THE PROBLEM – Would you please copy each line below that includes the string "highest"?

INPUT –
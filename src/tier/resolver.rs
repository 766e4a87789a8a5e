//! Mapping an authenticated principal to a tier name.
//!
//! Resolution runs a fixed list of extractors in priority order and keeps
//! the first non-empty answer:
//!
//! 1. plan/tier fields of a record principal
//! 2. tier accessors of an object principal
//! 3. plan/tier attributes of an object principal
//! 4. roles, mapped through the role table; when several roles map, the
//!    highest tier wins regardless of list order
//!
//! Unauthenticated requests are `anonymous`; authenticated ones that match
//! nothing are `free`.

use std::collections::HashMap;

use serde_json::Value;
use tracing::trace;

use crate::request::{scalar_to_string, Principal, RequestContext};

pub const ANONYMOUS: &str = "anonymous";
pub const FREE: &str = "free";
pub const PRO: &str = "pro";
pub const ENTERPRISE: &str = "enterprise";

/// Field names that may carry a tier, in priority order.
const TIER_FIELDS: &[&str] = &[
    "tier",
    "plan",
    "subscription_tier",
    "subscription",
    "rate_limit_tier",
];

/// Tiers granted through roles, highest first. Tiers not listed rank
/// below these, in the order their roles appear.
const ROLE_TIER_PRIORITY: &[&str] = &[ENTERPRISE, PRO, FREE, ANONYMOUS];

fn role_tier_rank(tier: &str) -> usize {
    ROLE_TIER_PRIORITY
        .iter()
        .position(|ranked| *ranked == tier)
        .unwrap_or(ROLE_TIER_PRIORITY.len())
}

/// Fold a tier name to its canonical lowercase form.
pub fn normalize_tier(name: &str) -> String {
    let name = name.trim().to_ascii_lowercase();
    match name.as_str() {
        "unlimited" => ENTERPRISE.to_string(),
        "starter" => FREE.to_string(),
        "guest" => ANONYMOUS.to_string(),
        _ => name,
    }
}

type TierExtractor = fn(&Principal) -> Option<String>;

fn non_blank(value: &Value) -> Option<String> {
    scalar_to_string(value).filter(|s| !s.trim().is_empty())
}

fn from_record_fields(principal: &Principal) -> Option<String> {
    match principal {
        Principal::Record(map) => TIER_FIELDS
            .iter()
            .find_map(|field| map.get(*field).and_then(non_blank)),
        Principal::Object(_) => None,
    }
}

fn from_accessors(principal: &Principal) -> Option<String> {
    match principal {
        Principal::Object(identity) => identity
            .tier()
            .filter(|tier| !tier.trim().is_empty())
            .or_else(|| identity.plan().filter(|plan| !plan.trim().is_empty()))
            .or_else(|| {
                identity
                    .subscription_tier()
                    .filter(|tier| !tier.trim().is_empty())
            }),
        Principal::Record(_) => None,
    }
}

fn from_attributes(principal: &Principal) -> Option<String> {
    match principal {
        Principal::Object(identity) => TIER_FIELDS.iter().find_map(|field| {
            identity
                .attribute(field)
                .as_ref()
                .and_then(non_blank)
        }),
        Principal::Record(_) => None,
    }
}

const FIELD_EXTRACTORS: &[TierExtractor] = &[from_record_fields, from_accessors, from_attributes];

fn roles_of(principal: &Principal) -> Vec<String> {
    let from_value = |value: Option<&Value>| -> Vec<String> {
        match value {
            Some(Value::Array(items)) => items.iter().filter_map(scalar_to_string).collect(),
            Some(Value::String(role)) => vec![role.clone()],
            _ => Vec::new(),
        }
    };

    match principal {
        Principal::Record(map) => from_value(map.get("roles")),
        Principal::Object(identity) => {
            let roles = identity.roles();
            if roles.is_empty() {
                from_value(identity.attribute("roles").as_ref())
            } else {
                roles
            }
        }
    }
}

/// Resolves the tier a request is evaluated under.
#[derive(Debug, Clone)]
pub struct TierResolver {
    roles: HashMap<String, String>,
    authenticated_default: String,
}

impl TierResolver {
    /// Resolver with the built-in role table.
    pub fn new() -> Self {
        let roles = [
            ("admin", ENTERPRISE),
            ("enterprise", ENTERPRISE),
            ("pro", PRO),
            ("professional", PRO),
            ("business", PRO),
            ("premium", PRO),
        ]
        .into_iter()
        .map(|(role, tier)| (role.to_string(), tier.to_string()))
        .collect();

        Self {
            roles,
            authenticated_default: FREE.to_string(),
        }
    }

    /// Map an extra role to a tier.
    pub fn with_role(mut self, role: &str, tier: &str) -> Self {
        self.roles
            .insert(role.trim().to_ascii_lowercase(), normalize_tier(tier));
        self
    }

    /// Resolve the tier for a request.
    pub fn resolve<R: RequestContext + ?Sized>(&self, request: &R) -> String {
        self.resolve_principal(request.principal())
    }

    /// Resolve the tier for a principal, `None` meaning unauthenticated.
    pub fn resolve_principal(&self, principal: Option<&Principal>) -> String {
        let Some(principal) = principal else {
            return ANONYMOUS.to_string();
        };

        let direct = FIELD_EXTRACTORS
            .iter()
            .find_map(|extract| extract(principal));
        if let Some(tier) = direct {
            trace!(tier = %tier, "Tier taken from principal field");
            return normalize_tier(&tier);
        }

        let from_roles = roles_of(principal)
            .iter()
            .filter_map(|role| self.roles.get(&role.trim().to_ascii_lowercase()))
            .min_by_key(|tier| role_tier_rank(tier));
        if let Some(tier) = from_roles {
            trace!(tier = %tier, "Tier taken from principal roles");
            return tier.clone();
        }

        self.authenticated_default.clone()
    }
}

impl Default for TierResolver {
    fn default() -> Self {
        Self::new()
    }
}
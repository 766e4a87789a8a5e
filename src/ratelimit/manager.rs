//! Evaluating a request against a set of declared limits.
//!
//! Declared limits are AND-ed: every one of them must pass, and the most
//! restrictive outcome is what the caller sees. Quota is charged in
//! declaration order and evaluation stops at the first denial, so limits
//! after a denying one are never charged.

use std::borrow::Cow;
use std::sync::Arc;

use dashmap::DashMap;
use tracing::{debug, error, trace, warn};

use crate::clock::{Clock, SystemClock};
use crate::config::{FailurePolicy, HeaderConfig, TollgateConfig};
use crate::error::{Result, TollgateError};
use crate::headers::{self, ExceededResponse};
use crate::request::RequestContext;
use crate::tier::{normalize_tier, TierManager, TierResolver};

use super::key::KeyBuilder;
use super::limit::{Algorithm, LimitConfig};
use super::limiter::{create_limiter, Limiter};
use super::result::RateLimitResult;
use super::storage::{MemoryStorage, Storage};

#[derive(Debug, Clone, Copy, PartialEq, Eq)]
enum Mode {
    /// Consume quota, stop at the first denial
    Attempt,
    /// Read-only preview of every limit
    Check,
}

/// Orchestrates tier resolution, key derivation and limiter evaluation.
pub struct RateLimitManager {
    storage: Arc<dyn Storage>,
    clock: Arc<dyn Clock>,
    tiers: TierManager,
    resolver: TierResolver,
    keys: KeyBuilder,
    default_limit: LimitConfig,
    failure_policy: FailurePolicy,
    headers: HeaderConfig,
    /// One limiter per algorithm, created on first use
    limiters: DashMap<Algorithm, Arc<dyn Limiter>>,
}

impl RateLimitManager {
    /// Create a manager with built-in tiers and a 60 requests per minute
    /// IP fallback.
    pub fn new(storage: Arc<dyn Storage>, clock: Arc<dyn Clock>) -> Self {
        Self {
            storage,
            clock,
            tiers: TierManager::default(),
            resolver: TierResolver::default(),
            keys: KeyBuilder::default(),
            default_limit: LimitConfig::per_minute(60),
            failure_policy: FailurePolicy::default(),
            headers: HeaderConfig::default(),
            limiters: DashMap::new(),
        }
    }

    /// Create a manager from validated configuration.
    pub fn from_config(
        config: &TollgateConfig,
        storage: Arc<dyn Storage>,
        clock: Arc<dyn Clock>,
    ) -> Result<Self> {
        config.validate()?;
        Ok(Self::new(storage, clock)
            .with_tier_manager(config.tier_manager()?)
            .with_default_limit(config.default_limit()?)
            .with_failure_policy(config.failure_policy)
            .with_header_config(config.headers)
            .with_key_prefix(config.key_prefix.clone()))
    }

    /// Create a manager backed by in-process storage and the system clock.
    pub fn with_memory_storage(config: &TollgateConfig) -> Result<Self> {
        let clock: Arc<dyn Clock> = Arc::new(SystemClock);
        let storage = Arc::new(MemoryStorage::new(clock.clone()));
        Self::from_config(config, storage, clock)
    }

    pub fn with_tier_manager(mut self, tiers: TierManager) -> Self {
        self.tiers = tiers;
        self
    }

    pub fn with_resolver(mut self, resolver: TierResolver) -> Self {
        self.resolver = resolver;
        self
    }

    pub fn with_default_limit(mut self, limit: LimitConfig) -> Self {
        self.default_limit = limit;
        self
    }

    pub fn with_failure_policy(mut self, policy: FailurePolicy) -> Self {
        self.failure_policy = policy;
        self
    }

    pub fn with_header_config(mut self, headers: HeaderConfig) -> Self {
        self.headers = headers;
        self
    }

    pub fn with_key_prefix(mut self, prefix: impl Into<String>) -> Self {
        self.keys = KeyBuilder::new(prefix);
        self
    }

    pub fn tier_manager(&self) -> &TierManager {
        &self.tiers
    }

    /// Tier the request would be evaluated under.
    pub fn resolve_tier<R: RequestContext + ?Sized>(&self, request: &R) -> String {
        self.resolver.resolve(request)
    }

    /// Charge `cost` against every applicable limit and return the most
    /// restrictive outcome.
    pub fn attempt<R: RequestContext + ?Sized>(
        &self,
        request: &R,
        limits: &[LimitConfig],
        cost: u64,
    ) -> RateLimitResult {
        self.evaluate(request, limits, cost, Mode::Attempt)
    }

    /// Preview every applicable limit without consuming quota.
    pub fn check<R: RequestContext + ?Sized>(
        &self,
        request: &R,
        limits: &[LimitConfig],
    ) -> RateLimitResult {
        self.evaluate(request, limits, 1, Mode::Check)
    }

    /// Clear the stored state of every limit that applies to `request`.
    pub fn reset<R: RequestContext + ?Sized>(
        &self,
        request: &R,
        limits: &[LimitConfig],
    ) -> Result<()> {
        let tier = self.resolver.resolve(request);
        for (limit, key) in self.targets(request, &tier, limits) {
            debug!(key = %key, "Resetting rate limit");
            self.limiter(limit.algorithm).reset(&key, limit.window_secs)?;
        }
        Ok(())
    }

    /// Response headers for `result`.
    pub fn headers(&self, result: &RateLimitResult) -> Vec<(String, String)> {
        headers::generate_headers(result, &self.headers, self.clock.now())
    }

    /// The 429 response for a denied `result`.
    pub fn exceeded_response(&self, result: &RateLimitResult) -> ExceededResponse {
        headers::create_exceeded_response(result, &self.headers, self.clock.now())
    }

    fn evaluate<R: RequestContext + ?Sized>(
        &self,
        request: &R,
        limits: &[LimitConfig],
        cost: u64,
        mode: Mode,
    ) -> RateLimitResult {
        let tier = self.resolver.resolve(request);

        if self.tiers.is_completely_unlimited(&tier) {
            trace!(tier = %tier, "Tier is unlimited, skipping rate limiting");
            return RateLimitResult::unlimited(Some(tier));
        }

        let mut most_restrictive: Option<RateLimitResult> = None;

        for (limit, key) in self.targets(request, &tier, limits) {
            let limiter = self.limiter(limit.algorithm);
            let outcome = match mode {
                Mode::Attempt => {
                    let effective_cost = limit.cost.saturating_mul(cost.max(1));
                    limiter.attempt(&key, limit.attempts, limit.window_secs, effective_cost)
                }
                Mode::Check => limiter.check(&key, limit.attempts, limit.window_secs),
            };

            let result = match outcome {
                Ok(result) => result,
                Err(e) => self.degrade(&key, &limit, e),
            }
            .with_tier(tier.as_str())
            .with_policy(headers::format_policy(
                limit.attempts,
                limit.window_secs,
                None,
            ));

            let denied = !result.is_allowed();
            let stricter = most_restrictive
                .as_ref()
                .map_or(true, |current| result.is_more_restrictive_than(current));
            if stricter {
                most_restrictive = Some(result);
            }

            if denied && mode == Mode::Attempt {
                debug!(
                    key = %key,
                    tier = %tier,
                    limit = limit.attempts,
                    window = limit.window_secs,
                    "Rate limit exceeded"
                );
                break;
            }
        }

        most_restrictive.unwrap_or_else(|| RateLimitResult::unlimited(Some(tier)))
    }

    /// Limits evaluated for `request` in `tier`, each paired with its key.
    ///
    /// Unlimited entries, entries scoped to another tier and entries that
    /// fail validation are left out.
    fn targets<R: RequestContext + ?Sized>(
        &self,
        request: &R,
        tier: &str,
        limits: &[LimitConfig],
    ) -> Vec<(LimitConfig, String)> {
        self.applicable(tier, limits)
            .iter()
            .filter(|limit| Self::applies_to(limit, tier))
            .filter(|limit| match limit.validate() {
                Ok(()) => true,
                Err(e) => {
                    warn!(tier = %tier, error = %e, "Skipping invalid rate limit");
                    false
                }
            })
            .map(|limit| (limit.clone(), self.keys.build(request, limit, tier)))
            .collect()
    }

    /// Declared limits, or the tier defaults, or the global default.
    fn applicable<'a>(&self, tier: &str, limits: &'a [LimitConfig]) -> Cow<'a, [LimitConfig]> {
        if !limits.is_empty() {
            return Cow::Borrowed(limits);
        }

        let defaults = self.tiers.create_default_limits(tier);
        if !defaults.is_empty() {
            return Cow::Owned(defaults);
        }

        Cow::Owned(vec![self.default_limit.clone()])
    }

    /// Whether `limit` is evaluated for a request in `tier`.
    fn applies_to(limit: &LimitConfig, tier: &str) -> bool {
        if limit.is_unlimited() {
            return false;
        }
        match &limit.tier {
            Some(scope) => normalize_tier(scope) == tier,
            None => true,
        }
    }

    fn limiter(&self, algorithm: Algorithm) -> Arc<dyn Limiter> {
        self.limiters
            .entry(algorithm)
            .or_insert_with(|| {
                debug!(algorithm = %algorithm, "Creating limiter");
                create_limiter(algorithm, self.storage.clone(), self.clock.clone())
            })
            .clone()
    }

    /// Result to use when the limiter could not reach storage.
    fn degrade(&self, key: &str, limit: &LimitConfig, e: TollgateError) -> RateLimitResult {
        let now = self.clock.now();
        let reset_at = now + limit.window_secs as i64;

        match self.failure_policy {
            FailurePolicy::Open => {
                warn!(key = %key, error = %e, "Rate limit storage failed, allowing request");
                RateLimitResult::allowed(limit.attempts, limit.attempts, reset_at)
            }
            FailurePolicy::Closed => {
                error!(key = %key, error = %e, "Rate limit storage failed, denying request");
                RateLimitResult::denied(limit.attempts, 0, reset_at, Some(limit.window_secs))
            }
        }
    }
}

TASK RESULT –
//!    highest tier wins regardless of list order
/// Tiers granted through roles, highest first. Tiers not listed rank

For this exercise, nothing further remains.